Pela primeira vez em Mato Grosso do Sul, jovens indígenas participaram oficialmente do Fórum Regional de Juventude. A escuta aconteceu durante a IX Assembleia da Juventude Terena — intitulada “Guardiões da memória, construtores do amanhã” — realizada em 7 de fevereiro na Aldeia Cachoeirinha, Terra Indígena Cachoeirinha.

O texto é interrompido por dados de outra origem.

//! Audit orchestration.
//!
//! The run sequence is linear with a single early exit: fetch the version
//! index, resolve the requested version (an unknown version stops the run
//! before any dataset is fetched), fetch the blocks and biomes datasets,
//! then compare and render each category in turn. Each report is written
//! as soon as it is computed.

use std::io::{self, Write};

use thiserror::Error;

use crate::coverage::{self, DatasetError};
use crate::fetch::{FetchError, HttpClient, JsonFetcher, UpstreamSource};
use crate::index::{IndexError, VersionIndex};
use crate::registry::ContentRegistry;

/// Errors that can end an audit run.
#[derive(Debug, Error)]
pub enum AuditError {
    /// Version index retrieval or lookup failed.
    #[error(transparent)]
    Index(#[from] IndexError),

    /// A JSON document could not be retrieved or decoded.
    #[error(transparent)]
    Fetch(#[from] FetchError),

    /// An upstream dataset was empty or malformed.
    #[error(transparent)]
    Dataset(#[from] DatasetError),

    /// Report output could not be written.
    #[error("failed to write report: {0}")]
    Io(#[from] io::Error),
}

impl AuditError {
    /// True when the run ended because the requested version is unknown,
    /// as opposed to a transport or data fault.
    pub fn is_version_not_found(&self) -> bool {
        matches!(self, AuditError::Index(IndexError::VersionNotFound(_)))
    }
}

/// Runs a full coverage audit for the given version, streaming both
/// category reports to `out`.
pub fn run<C, R, W>(
    fetcher: &JsonFetcher<C>,
    source: &UpstreamSource,
    registry: &R,
    version: &str,
    out: &mut W,
) -> Result<(), AuditError>
where
    C: HttpClient,
    R: ContentRegistry,
    W: Write,
{
    let index_doc = fetcher.fetch_json(&source.index_url())?;
    let index = VersionIndex::from_json(index_doc)?;
    let paths = index.resolve(version)?;

    tracing::debug!(version = %version, blocks = %paths.blocks, biomes = %paths.biomes, "Resolved dataset paths");

    let blocks_doc = fetcher.fetch_json(&source.blocks_url(&paths.blocks))?;
    let biomes_doc = fetcher.fetch_json(&source.biomes_url(&paths.biomes))?;

    let blocks = coverage::parse_items(blocks_doc, "blocks")?;
    let report = coverage::compare(&blocks, registry.known_block_ids(), "blocks", version, true)?;
    report.write_to(out)?;

    let biomes = coverage::parse_items(biomes_doc, "biomes")?;
    let report = coverage::compare(&biomes, registry.known_biome_ids(), "biomes", version, false)?;
    report.write_to(out)?;

    Ok(())
}

#[cfg(test)]
mod tests {
    use super::*;
    use std::collections::{HashMap, HashSet};
    use std::sync::Mutex;

    use serde_json::json;

    /// Mock client serving fixed bodies per URL and recording every call.
    struct RoutedClient {
        responses: HashMap<String, Vec<u8>>,
        calls: Mutex<Vec<String>>,
    }

    impl RoutedClient {
        fn new(responses: &[(&str, serde_json::Value)]) -> Self {
            Self {
                responses: responses
                    .iter()
                    .map(|(url, doc)| (url.to_string(), doc.to_string().into_bytes()))
                    .collect(),
                calls: Mutex::new(Vec::new()),
            }
        }

        fn calls(&self) -> Vec<String> {
            self.calls.lock().unwrap().clone()
        }
    }

    impl HttpClient for RoutedClient {
        fn get(&self, url: &str) -> Result<Vec<u8>, FetchError> {
            self.calls.lock().unwrap().push(url.to_string());
            self.responses
                .get(url)
                .cloned()
                .ok_or_else(|| FetchError::Status {
                    status: 404,
                    url: url.to_string(),
                })
        }
    }

    struct FakeRegistry {
        blocks: HashSet<String>,
        biomes: HashSet<String>,
    }

    impl FakeRegistry {
        fn new(blocks: &[&str], biomes: &[&str]) -> Self {
            Self {
                blocks: blocks.iter().map(|s| s.to_string()).collect(),
                biomes: biomes.iter().map(|s| s.to_string()).collect(),
            }
        }
    }

    impl ContentRegistry for FakeRegistry {
        fn known_block_ids(&self) -> &HashSet<String> {
            &self.blocks
        }

        fn known_biome_ids(&self) -> &HashSet<String> {
            &self.biomes
        }
    }

    const BASE: &str = "https://example.com/data";

    fn fixtures() -> RoutedClient {
        RoutedClient::new(&[
            (
                "https://example.com/data/dataPaths.json",
                json!({ "pc": { "1.19": { "blocks": "pc/1.19", "biomes": "pc/1.19" } } }),
            ),
            (
                "https://example.com/data/pc/1.19/blocks.json",
                json!([
                    { "name": "stone" },
                    { "name": "dirt" },
                    { "name": "unknownium" }
                ]),
            ),
            (
                "https://example.com/data/pc/1.19/biomes.json",
                json!([{ "name": "plains" }, { "name": "void" }]),
            ),
        ])
    }

    #[test]
    fn test_full_run_output() {
        let client = fixtures();
        let fetcher = JsonFetcher::new(client);
        let source = UpstreamSource::with_base(BASE);
        let registry = FakeRegistry::new(&["minecraft:stone", "minecraft:dirt"], &["plains"]);

        let mut out = Vec::new();
        run(&fetcher, &source, &registry, "1.19", &mut out).unwrap();

        let text = String::from_utf8(out).unwrap();
        assert_eq!(
            text,
            "minecraft:unknownium is not added yet.\n\
             \n\
             The renderer is missing 1 blocks from a total of 3.\n\
             The renderer covers 67% of blocks from 1.19.\n\
             \n\
             void is not added yet.\n\
             \n\
             The renderer is missing 1 biomes from a total of 2.\n\
             The renderer covers 50% of biomes from 1.19.\n\
             \n"
        );
    }

    #[test]
    fn test_run_fetch_order() {
        let client = fixtures();
        let fetcher = JsonFetcher::new(&client);
        let source = UpstreamSource::with_base(BASE);
        let registry = FakeRegistry::new(&[], &[]);

        let mut out = Vec::new();
        run(&fetcher, &source, &registry, "1.19", &mut out).unwrap();

        assert_eq!(
            client.calls(),
            vec![
                "https://example.com/data/dataPaths.json",
                "https://example.com/data/pc/1.19/blocks.json",
                "https://example.com/data/pc/1.19/biomes.json",
            ]
        );
    }

    #[test]
    fn test_unknown_version_short_circuits() {
        let client = fixtures();
        {
            let fetcher = JsonFetcher::new(&client);
            let source = UpstreamSource::with_base(BASE);
            let registry = FakeRegistry::new(&[], &[]);

            let mut out = Vec::new();
            let err = run(&fetcher, &source, &registry, "9.99", &mut out).unwrap_err();
            assert!(err.is_version_not_found());
            // Nothing was written before the early exit.
            assert!(out.is_empty());
        }

        // Only the index document was fetched.
        assert_eq!(client.calls(), vec!["https://example.com/data/dataPaths.json"]);
    }

    #[test]
    fn test_fetch_failure_propagates() {
        // Index resolves, but the blocks dataset 404s.
        let client = RoutedClient::new(&[(
            "https://example.com/data/dataPaths.json",
            json!({ "pc": { "1.19": { "blocks": "pc/1.19", "biomes": "pc/1.19" } } }),
        )]);
        let fetcher = JsonFetcher::new(client);
        let source = UpstreamSource::with_base(BASE);
        let registry = FakeRegistry::new(&[], &[]);

        let mut out = Vec::new();
        let err = run(&fetcher, &source, &registry, "1.19", &mut out).unwrap_err();
        assert!(matches!(err, AuditError::Fetch(FetchError::Status { status: 404, .. })));
        assert!(!err.is_version_not_found());
    }

    #[test]
    fn test_empty_dataset_is_reported() {
        let client = RoutedClient::new(&[
            (
                "https://example.com/data/dataPaths.json",
                json!({ "pc": { "1.19": { "blocks": "pc/1.19", "biomes": "pc/1.19" } } }),
            ),
            ("https://example.com/data/pc/1.19/blocks.json", json!([])),
            ("https://example.com/data/pc/1.19/biomes.json", json!([])),
        ]);
        let fetcher = JsonFetcher::new(client);
        let source = UpstreamSource::with_base(BASE);
        let registry = FakeRegistry::new(&[], &[]);

        let mut out = Vec::new();
        let err = run(&fetcher, &source, &registry, "1.19", &mut out).unwrap_err();
        assert!(matches!(err, AuditError::Dataset(DatasetError::Empty { .. })));
    }
}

A atividade fez parte do Circuito Avança Juventude e foi organizada pela Secretaria de Estado da Cidadania, por meio da Subsecretaria de Políticas Públicas para Juventude, com apoio da Subsecretaria de Políticas Públicas para Povos Originários. O Conselho Estadual da Juventude de Mato Grosso do Sul e a própria Assembleia da Juventude Terena também participaram da articulação.
Ao todo, 114 jovens das etnias Terena, Kinikinau, Guarani (Kaiowá e Ñandeva) e Kadiwéu participaram da construção coletiva. Foram levantadas mais de 30 propostas que agora integrarão o relatório oficial do Plano Estadual da Juventude.
A Assembleia Terena, realizada desde 2023, reúne representantes de diferentes povos indígenas do estado e inclui atividades culturais e de formação. Na edição em Cachoeirinha, a programação contemplou oficinas e debates voltados para a relação entre tradição e políticas públicas.
A metodologia do Fórum seguiu três etapas: plenária inicial, grupos por eixos temáticos e plenária final de socialização. Os debates foram organizados em cinco eixos: Educação, Profissionalização, Trabalho e Renda; Cultura, Esporte e Lazer; Participação Social, Saúde, Diversidade e Igualdade; Sustentabilidade, Meio Ambiente, Território e Mobilidade; e Saúde Mental.
Entre as propostas apresentadas pela juventude estiveram maior acesso de jovens indígenas a espaços dentro do governo, promoção de eventos esportivos nas comunidades e demandas ligadas a território, saúde, educação e diversidade.
O Fórum Regional de Juventude faz parte do processo de renovação do Plano Estadual da Juventude. Em 2025 foram realizados sete fóruns regionais em diferentes regiões do estado. A edição de 2026 voltada às juventudes indígenas amplia a representatividade e incorpora especificidades culturais, sociais e territoriais ao planejamento estadual.
Ao levar o debate para dentro da aldeia, o governo estadual incorpora ao processo de formulação de políticas públicas propostas geradas diretamente pelas juventudes indígenas.